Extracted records

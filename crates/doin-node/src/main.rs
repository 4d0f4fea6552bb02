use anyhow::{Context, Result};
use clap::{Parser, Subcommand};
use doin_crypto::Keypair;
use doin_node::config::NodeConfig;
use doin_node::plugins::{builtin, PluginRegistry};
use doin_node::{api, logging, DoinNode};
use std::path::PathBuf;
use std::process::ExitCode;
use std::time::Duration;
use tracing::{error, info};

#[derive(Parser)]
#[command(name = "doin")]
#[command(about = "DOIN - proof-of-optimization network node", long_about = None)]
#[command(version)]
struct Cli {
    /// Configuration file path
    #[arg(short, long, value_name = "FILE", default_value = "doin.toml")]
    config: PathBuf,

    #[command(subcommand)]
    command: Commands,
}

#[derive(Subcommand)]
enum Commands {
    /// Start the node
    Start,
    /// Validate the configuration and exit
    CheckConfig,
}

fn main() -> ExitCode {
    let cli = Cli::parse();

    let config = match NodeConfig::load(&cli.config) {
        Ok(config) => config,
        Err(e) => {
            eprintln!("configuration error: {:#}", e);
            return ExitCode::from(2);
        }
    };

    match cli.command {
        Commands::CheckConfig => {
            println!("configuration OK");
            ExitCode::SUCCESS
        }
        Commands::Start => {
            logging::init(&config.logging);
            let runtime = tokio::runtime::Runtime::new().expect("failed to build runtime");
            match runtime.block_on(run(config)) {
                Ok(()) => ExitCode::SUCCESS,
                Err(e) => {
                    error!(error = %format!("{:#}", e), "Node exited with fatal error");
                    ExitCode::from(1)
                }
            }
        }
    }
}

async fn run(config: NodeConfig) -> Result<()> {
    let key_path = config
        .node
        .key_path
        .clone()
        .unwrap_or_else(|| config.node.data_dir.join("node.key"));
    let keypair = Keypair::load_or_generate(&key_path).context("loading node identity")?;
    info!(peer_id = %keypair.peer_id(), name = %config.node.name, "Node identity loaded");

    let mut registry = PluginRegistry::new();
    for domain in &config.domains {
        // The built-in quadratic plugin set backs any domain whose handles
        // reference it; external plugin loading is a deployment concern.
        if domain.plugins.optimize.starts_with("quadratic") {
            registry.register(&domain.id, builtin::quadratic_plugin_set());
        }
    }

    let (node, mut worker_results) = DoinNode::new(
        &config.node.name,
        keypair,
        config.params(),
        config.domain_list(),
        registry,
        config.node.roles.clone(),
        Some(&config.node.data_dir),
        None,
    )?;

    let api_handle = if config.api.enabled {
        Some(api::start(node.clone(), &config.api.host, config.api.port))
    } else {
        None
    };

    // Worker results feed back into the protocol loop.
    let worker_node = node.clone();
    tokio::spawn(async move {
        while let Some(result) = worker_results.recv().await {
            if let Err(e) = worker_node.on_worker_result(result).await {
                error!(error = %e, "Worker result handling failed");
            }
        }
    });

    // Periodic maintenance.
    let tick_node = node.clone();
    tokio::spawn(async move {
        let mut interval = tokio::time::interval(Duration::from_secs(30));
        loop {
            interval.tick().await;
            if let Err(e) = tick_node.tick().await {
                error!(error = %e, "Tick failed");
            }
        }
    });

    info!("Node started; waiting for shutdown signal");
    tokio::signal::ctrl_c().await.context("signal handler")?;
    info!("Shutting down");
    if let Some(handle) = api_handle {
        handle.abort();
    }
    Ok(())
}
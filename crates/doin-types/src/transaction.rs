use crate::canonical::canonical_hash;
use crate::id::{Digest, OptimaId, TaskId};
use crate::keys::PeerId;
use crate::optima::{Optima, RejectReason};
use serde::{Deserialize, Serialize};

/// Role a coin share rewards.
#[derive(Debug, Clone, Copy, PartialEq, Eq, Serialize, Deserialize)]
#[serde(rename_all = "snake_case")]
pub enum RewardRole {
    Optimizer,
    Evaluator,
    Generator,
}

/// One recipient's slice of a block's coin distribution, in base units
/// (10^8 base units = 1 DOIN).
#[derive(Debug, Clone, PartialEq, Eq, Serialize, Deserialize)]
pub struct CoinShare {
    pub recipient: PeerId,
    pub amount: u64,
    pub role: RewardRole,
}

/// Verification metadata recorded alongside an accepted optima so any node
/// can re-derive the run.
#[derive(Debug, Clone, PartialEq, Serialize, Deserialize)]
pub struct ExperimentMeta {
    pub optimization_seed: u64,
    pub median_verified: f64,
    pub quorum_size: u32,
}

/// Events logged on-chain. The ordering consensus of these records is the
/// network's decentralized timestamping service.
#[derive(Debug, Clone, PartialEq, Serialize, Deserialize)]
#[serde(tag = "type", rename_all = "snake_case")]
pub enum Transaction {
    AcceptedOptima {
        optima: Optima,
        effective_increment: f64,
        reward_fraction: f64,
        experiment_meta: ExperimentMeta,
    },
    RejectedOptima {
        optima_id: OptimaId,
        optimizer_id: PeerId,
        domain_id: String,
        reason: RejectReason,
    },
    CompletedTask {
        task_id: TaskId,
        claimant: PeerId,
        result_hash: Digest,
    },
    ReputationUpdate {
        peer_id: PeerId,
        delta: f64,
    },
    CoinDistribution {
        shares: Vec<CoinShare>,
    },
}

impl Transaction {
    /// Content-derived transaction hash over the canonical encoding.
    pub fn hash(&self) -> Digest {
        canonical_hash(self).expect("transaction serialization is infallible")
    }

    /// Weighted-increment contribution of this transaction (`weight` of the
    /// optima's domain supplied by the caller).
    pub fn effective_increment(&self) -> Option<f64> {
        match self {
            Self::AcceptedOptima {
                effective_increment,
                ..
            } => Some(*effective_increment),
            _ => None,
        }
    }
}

# Your task:
Each line of the data must be copied exactly as it appears.

# Written response:
filename crates/doin-node/src/main.rs
repository 4d0f4fea6552bb02
use anyhow::{Context, Result};
use clap::{Parser, Subcommand};
use doin_crypto::Keypair;
use doin_node::config::NodeConfig;
use doin_node::plugins::{builtin, PluginRegistry};
use doin_node::{api, logging, DoinNode};
use std::path::PathBuf;
use std::process::ExitCode;
use std::time::Duration;
use tracing::{error, info};

#[derive(Parser)]
#[command(name = "doin")]
#[command(about = "DOIN - proof-of-optimization network node", long_about = None)]
#[command(version)]
struct Cli {
    /// Configuration file path
    #[arg(short, long, value_name = "FILE", default_value = "doin.toml")]
    config: PathBuf,

    #[command(subcommand)]
    command: Commands,
}

#[derive(Subcommand)]
enum Commands {
    /// Start the node
    Start,
    /// Validate the configuration and exit
    CheckConfig,
}

fn main() -> ExitCode {
    let cli = Cli::parse();

    let config = match NodeConfig::load(&cli.config) {
        Ok(config) => config,
        Err(e) => {
            eprintln!("configuration error: {:#}", e);
            return ExitCode::from(2);
        }
    };

    match cli.command {
        Commands::CheckConfig => {
            println!("configuration OK");
            ExitCode::SUCCESS
        }
        Commands::Start => {
            logging::init(&config.logging);
            let runtime = tokio::runtime::Runtime::new().expect("failed to build runtime");
            match runtime.block_on(run(config)) {
                Ok(()) => ExitCode::SUCCESS,
                Err(e) => {
                    error!(error = %format!("{:#}", e), "Node exited with fatal error");
                    ExitCode::from(1)
                }
            }
        }
    }
}

async fn run(config: NodeConfig) -> Result<()> {
    let key_path = config
        .node
        .key_path
        .clone()
        .unwrap_or_else(|| config.node.data_dir.join("node.key"));
    let keypair = Keypair::load_or_generate(&key_path).context("loading node identity")?;
    info!(peer_id = %keypair.peer_id(), name = %config.node.name, "Node identity loaded");

    let mut registry = PluginRegistry::new();
    for domain in &config.domains {
        // The built-in quadratic plugin set backs any domain whose handles
        // reference it; external plugin loading is a deployment concern.
        if domain.plugins.optimize.starts_with("quadratic") {
            registry.register(&domain.id, builtin::quadratic_plugin_set());
        }
    }

    let (node, mut worker_results) = DoinNode::new(
        &config.node.name,
        keypair,
        config.params(),
        config.domain_list(),
        registry,
        config.node.roles.clone(),
        Some(&config.node.data_dir),
        None,
    )?;

    let api_handle = if config.api.enabled {
        Some(api::start(node.clone(), &config.api.host, config.api.port))
    } else {
        None
    };

    // Worker results feed back into the protocol loop.
    let worker_node = node.clone();
    tokio::spawn(async move {
        while let Some(result) = worker_results.recv().await {
            if let Err(e) = worker_node.on_worker_result(result).await {
                error!(error = %e, "Worker result handling failed");
            }
        }
    });

    // Periodic maintenance.
    let tick_node = node.clone();
    tokio::spawn(async move {
        let mut interval = tokio::time::interval(Duration::from_secs(30));
        loop {
            interval.tick().await;
            if let Err(e) = tick_node.tick().await {
                error!(error = %e, "Tick failed");
            }
        }
    });

    info!("Node started; waiting for shutdown signal");
    tokio::signal::ctrl_c().await.context("signal handler")?;
    info!("Shutting down");
    if let Some(handle) = api_handle {
        handle.abort();
    }
    Ok(())
}
filename crates/doin-types/src/transaction.rs
use crate::canonical::canonical_hash;
use crate::id::{Digest, OptimaId, TaskId};
use crate::keys::PeerId;
use crate::optima::{Optima, RejectReason};
use serde::{Deserialize, Serialize};

/// Role a coin share rewards.
#[derive(Debug, Clone, Copy, PartialEq, Eq, Serialize, Deserialize)]
#[serde(rename_all = "snake_case")]
pub enum RewardRole {
    Optimizer,
    Evaluator,
    Generator,
}

/// One recipient's slice of a block's coin distribution, in base units
/// (10^8 base units = 1 DOIN).
#[derive(Debug, Clone, PartialEq, Eq, Serialize, Deserialize)]
pub struct CoinShare {
    pub recipient: PeerId,
    pub amount: u64,
    pub role: RewardRole,
}

/// Verification metadata recorded alongside an accepted optima so any node
/// can re-derive the run.
#[derive(Debug, Clone, PartialEq, Serialize, Deserialize)]
pub struct ExperimentMeta {
    pub optimization_seed: u64,
    pub median_verified: f64,
    pub quorum_size: u32,
}

/// Events logged on-chain. The ordering consensus of these records is the
/// network's decentralized timestamping service.
#[derive(Debug, Clone, PartialEq, Serialize, Deserialize)]
#[serde(tag = "type", rename_all = "snake_case")]
pub enum Transaction {
    AcceptedOptima {
        optima: Optima,
        effective_increment: f64,
        reward_fraction: f64,
        experiment_meta: ExperimentMeta,
    },
    RejectedOptima {
        optima_id: OptimaId,
        optimizer_id: PeerId,
        domain_id: String,
        reason: RejectReason,
    },
    CompletedTask {
        task_id: TaskId,
        claimant: PeerId,
        result_hash: Digest,
    },
    ReputationUpdate {
        peer_id: PeerId,
        delta: f64,
    },
    CoinDistribution {
        shares: Vec<CoinShare>,
    },
}

impl Transaction {
    /// Content-derived transaction hash over the canonical encoding.
    pub fn hash(&self) -> Digest {
        canonical_hash(self).expect("transaction serialization is infallible")
    }

    /// Weighted-increment contribution of this transaction (`weight` of the
    /// optima's domain supplied by the caller).
    pub fn effective_increment(&self) -> Option<f64> {
        match self {
            Self::AcceptedOptima {
                effective_increment,
                ..
            } => Some(*effective_increment),
            _ => None,
        }
    }
}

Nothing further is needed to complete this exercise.